▸ WHAT THIS TASK INVOLVES:
Determine how many lines in the entries below contain the word "SourceFile". The reply is that number alone.

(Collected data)
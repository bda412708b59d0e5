//! Parser state, cursor helpers, speculation and error recovery

use log::{debug, trace};

use crate::ast::*;
use crate::error::ParserError;
use crate::lexer::{Token, TokenWithPosition};

use super::{ParseError, ParseResult};

/// Recursive-descent parser over a filtered token stream.
///
/// Trivia and unrecognized characters are removed up front (the driver
/// reports the latter). Syntax errors inside statement and definition lists
/// are recorded and replaced by [`ErrorNode`]s, so a parse always yields a
/// tree.
pub struct Parser {
    pub(super) tokens: Vec<TokenWithPosition>,
    pub(super) current: usize,
    pub(super) errors: Vec<ParseError>,
    /// Set while parsing the communication part of an alt branch, where a
    /// `[` may open the next guard instead of an index.
    pub(super) alt_guard_mode: bool,
    comments: Vec<Comment>,
    end: usize,
}

/// Cursor position plus diagnostic count, restored on rollback
#[derive(Debug, Clone, Copy)]
pub(super) struct Snapshot {
    current: usize,
    errors: usize,
}

impl Parser {
    pub fn new(tokens: Vec<TokenWithPosition>) -> Self {
        let end = tokens.last().map(|t| t.span.end).unwrap_or(0);
        let mut comments = Vec::new();
        let mut kept = Vec::with_capacity(tokens.len());
        for token in tokens {
            match token.token {
                Token::Comment => comments.push(Comment {
                    text: token.text,
                    span: token.span.into(),
                }),
                Token::Whitespace | Token::Error => {}
                _ => kept.push(token),
            }
        }
        Self {
            tokens: kept,
            current: 0,
            errors: Vec::new(),
            alt_guard_mode: false,
            comments,
            end,
        }
    }

    /// Parse a whole source unit.
    ///
    /// A unit starting with a definition keyword is a definition list,
    /// unless that list has errors and the whole unit reads as one expression
    /// (`testcase.stop`, a function literal). Anything else is tried as one
    /// bare expression that must reach the end of input. When that fails too,
    /// the diagnostic is recorded and the unit becomes a single error node.
    pub fn parse_source_file(&mut self) -> SourceFile {
        let span = Span::new(0, self.end);
        let root = if self.is_at_end() {
            SourceRoot::Definitions(Vec::new())
        } else if self.starts_definition() {
            self.parse_definitions_or_expression()
        } else {
            match self.speculate(|p| p.parse_complete_expression()) {
                Some(expr) => {
                    debug!("source unit parsed as a bare expression");
                    SourceRoot::Expression(expr)
                }
                None => {
                    let start = self.current;
                    if let Err(e) = self.parse_complete_expression() {
                        self.errors.push(e);
                    }
                    self.current = self.tokens.len();
                    let node = self.error_node(start, "expected a definition or an expression");
                    SourceRoot::Definitions(vec![Definition::Error(node)])
                }
            }
        };

        SourceFile {
            root,
            comments: std::mem::take(&mut self.comments),
            span,
        }
    }

    /// Parse a single expression (REPL and tests)
    pub fn parse_expression(&mut self) -> ParseResult<Expression> {
        self.parse_expression_internal()
    }

    /// Parse a single statement
    pub fn parse_statement(&mut self) -> ParseResult<Statement> {
        self.parse_statement_internal()
    }

    /// Parse a single definition
    pub fn parse_definition(&mut self) -> ParseResult<Definition> {
        self.parse_definition_internal()
    }

    /// Diagnostics recorded so far, in the order they were found
    pub fn errors(&self) -> &[ParseError] {
        &self.errors
    }

    pub fn take_errors(&mut self) -> Vec<ParseError> {
        std::mem::take(&mut self.errors)
    }

    pub fn is_finished(&self) -> bool {
        self.is_at_end()
    }

    fn parse_definitions_or_expression(&mut self) -> SourceRoot {
        let start = self.snapshot();
        let definitions = self.parse_definition_list(false);
        if self.errors.len() == start.errors {
            return SourceRoot::Definitions(definitions);
        }

        let errors = self.errors.split_off(start.errors);
        let end = self.current;
        self.restore(start);
        match self.speculate(|p| p.parse_complete_expression()) {
            Some(expr) => {
                debug!("definition list failed, source unit parsed as a bare expression");
                SourceRoot::Expression(expr)
            }
            None => {
                self.errors.extend(errors);
                self.current = end;
                SourceRoot::Definitions(definitions)
            }
        }
    }

    fn parse_complete_expression(&mut self) -> ParseResult<Expression> {
        let expr = self.parse_expression_internal()?;
        if !self.is_at_end() {
            return Err(self.expected("end of input"));
        }
        Ok(expr)
    }

    // ==================== cursor ====================

    pub(super) fn current_token(&self) -> Option<&Token> {
        self.tokens.get(self.current).map(|t| &t.token)
    }

    pub(super) fn peek(&self, offset: usize) -> Option<&Token> {
        self.tokens.get(self.current + offset).map(|t| &t.token)
    }

    pub(super) fn current_span(&self) -> logos::Span {
        self.tokens
            .get(self.current)
            .map(|t| t.span.clone())
            .unwrap_or(self.end..self.end)
    }

    /// Span from `start` to the end of the previously consumed token
    pub(super) fn span_from(&self, start: usize) -> Span {
        let end = if self.current > 0 {
            self.tokens
                .get(self.current - 1)
                .map(|t| t.span.end)
                .unwrap_or(start)
        } else {
            start
        };
        Span::new(start, end.max(start))
    }

    pub(super) fn advance(&mut self) {
        if !self.is_at_end() {
            self.current += 1;
        }
    }

    pub(super) fn is_at_end(&self) -> bool {
        self.current >= self.tokens.len()
    }

    /// Compare token kinds, ignoring payloads
    pub(super) fn check(&self, token_type: &Token) -> bool {
        self.peek_is(0, token_type)
    }

    pub(super) fn peek_is(&self, offset: usize, token_type: &Token) -> bool {
        self.peek(offset)
            .map(|t| std::mem::discriminant(t) == std::mem::discriminant(token_type))
            .unwrap_or(false)
    }

    pub(super) fn match_token(&mut self, token_type: &Token) -> bool {
        if self.check(token_type) {
            self.advance();
            true
        } else {
            false
        }
    }

    pub(super) fn expect(&mut self, token_type: Token) -> ParseResult<()> {
        if self.check(&token_type) {
            self.advance();
            Ok(())
        } else {
            Err(self.expected(&token_type.to_string()))
        }
    }

    /// Contextual word check: an identifier with exactly this text
    pub(super) fn check_word(&self, word: &str) -> bool {
        self.peek_word(0, word)
    }

    pub(super) fn peek_word(&self, offset: usize, word: &str) -> bool {
        matches!(self.peek(offset), Some(Token::Identifier(s)) if s == word)
    }

    pub(super) fn match_word(&mut self, word: &str) -> bool {
        if self.check_word(word) {
            self.advance();
            true
        } else {
            false
        }
    }

    pub(super) fn expect_word(&mut self, word: &str) -> ParseResult<()> {
        if self.match_word(word) {
            Ok(())
        } else {
            Err(self.expected(&format!("`{}`", word)))
        }
    }

    pub(super) fn expect_identifier(&mut self) -> ParseResult<Name> {
        match self.tokens.get(self.current) {
            Some(TokenWithPosition {
                token: Token::Identifier(text),
                span,
                ..
            }) => {
                let name = Name::new(text.clone(), span.clone().into());
                self.advance();
                Ok(name)
            }
            _ => Err(self.expected("identifier")),
        }
    }

    pub(super) fn check_identifier(&self) -> bool {
        matches!(self.current_token(), Some(Token::Identifier(_)))
    }

    /// Consume a charstring and return it as written
    pub(super) fn expect_charstring(&mut self) -> ParseResult<String> {
        match self.current_token() {
            Some(Token::Charstring(raw)) => {
                let raw = raw.clone();
                self.advance();
                Ok(raw)
            }
            _ => Err(self.expected("charstring")),
        }
    }

    /// `>` `>` with nothing in between, read as one shift operator
    pub(super) fn adjacent_pair(&self, first: &Token, second: &Token) -> bool {
        match (self.tokens.get(self.current), self.tokens.get(self.current + 1)) {
            (Some(a), Some(b)) => {
                std::mem::discriminant(&a.token) == std::mem::discriminant(first)
                    && std::mem::discriminant(&b.token) == std::mem::discriminant(second)
                    && a.span.end == b.span.start
            }
            _ => false,
        }
    }

    // ==================== speculation ====================

    pub(super) fn snapshot(&self) -> Snapshot {
        Snapshot {
            current: self.current,
            errors: self.errors.len(),
        }
    }

    pub(super) fn restore(&mut self, snapshot: Snapshot) {
        self.current = snapshot.current;
        self.errors.truncate(snapshot.errors);
    }

    /// Run `f` tentatively. On failure, or when `f` recorded diagnostics
    /// through recovery, the cursor and diagnostics are rolled back.
    pub(super) fn speculate<T>(
        &mut self,
        f: impl FnOnce(&mut Self) -> ParseResult<T>,
    ) -> Option<T> {
        let snapshot = self.snapshot();
        match f(self) {
            Ok(value) if self.errors.len() == snapshot.errors => Some(value),
            Ok(_) => {
                trace!("speculative parse recovered from errors, rolling back to token {}", snapshot.current);
                self.restore(snapshot);
                None
            }
            Err(e) => {
                trace!("speculative parse failed ({}), rolling back to token {}", e, snapshot.current);
                self.restore(snapshot);
                None
            }
        }
    }

    // ==================== diagnostics ====================

    pub(super) fn error(&self, message: String) -> ParseError {
        ParserError::SyntaxError {
            message,
            span: self.current_span().into(),
        }
    }

    /// `UnexpectedToken`, or `UnexpectedEof` at the end of input
    pub(super) fn expected(&self, what: &str) -> ParseError {
        match self.tokens.get(self.current) {
            Some(found) => ParserError::UnexpectedToken {
                expected: what.to_string(),
                found: found.token.to_string(),
                span: found.span.clone().into(),
            },
            None => ParserError::UnexpectedEof {
                expected: what.to_string(),
                span: Span::new(self.end, self.end),
            },
        }
    }

    /// Error node covering tokens `start..current`
    pub(super) fn error_node(&self, start: usize, message: &str) -> ErrorNode {
        let skipped = &self.tokens[start.min(self.tokens.len())..self.current];
        let span = match (skipped.first(), skipped.last()) {
            (Some(first), Some(last)) => Span::new(first.span.start, last.span.end),
            _ => {
                let at = self.current_span().start;
                Span::new(at, at)
            }
        };
        ErrorNode {
            message: message.to_string(),
            text: skipped
                .iter()
                .map(|t| t.text.as_str())
                .collect::<Vec<_>>()
                .join(" "),
            span,
        }
    }

    /// Skip to the next `;` (consumed), `}` (kept) or a token accepted by
    /// `is_sync`, always moving past at least one token from `start`.
    /// Braces opened while skipping are skipped up to their matching `}`.
    pub(super) fn synchronize(&mut self, start: usize, is_sync: fn(&Token) -> bool) {
        let mut depth = 0usize;
        if self.current == start {
            if self.check(&Token::LeftBrace) {
                depth += 1;
            }
            self.advance();
        }
        while let Some(token) = self.current_token() {
            match token {
                Token::LeftBrace => {
                    depth += 1;
                    self.advance();
                }
                Token::RightBrace if depth == 0 => break,
                Token::RightBrace => {
                    depth -= 1;
                    self.advance();
                }
                Token::Semicolon if depth == 0 => {
                    self.advance();
                    break;
                }
                t if depth == 0 && is_sync(t) => break,
                _ => self.advance(),
            }
        }
        trace!("recovered at token {}", self.current);
    }

    /// Record `error` and turn the tokens since `start` into an error node
    pub(super) fn recover(
        &mut self,
        error: ParseError,
        start: usize,
        is_sync: fn(&Token) -> bool,
    ) -> ErrorNode {
        debug!("syntax error: {}", error);
        let message = error.to_string();
        self.errors.push(error);
        self.synchronize(start, is_sync);
        self.error_node(start, &message)
    }

    // ==================== classification ====================

    pub(super) fn starts_definition(&self) -> bool {
        match self.current_token() {
            Some(t) if starts_definition_keyword(t) => true,
            Some(Token::Identifier(w)) if w == "mode" => {
                matches!(self.peek(1), Some(Token::Identifier(_)))
            }
            _ => false,
        }
    }

    /// Tokens after which a declaration or jump statement may end
    pub(super) fn at_statement_boundary(&self, offset: usize) -> bool {
        match self.peek(offset) {
            None => true,
            Some(t) => {
                matches!(t, Token::Semicolon | Token::RightBrace | Token::With)
                    || starts_statement(t)
                    || starts_definition_keyword(t)
            }
        }
    }
}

▸ EXPECTED ANSWER:
2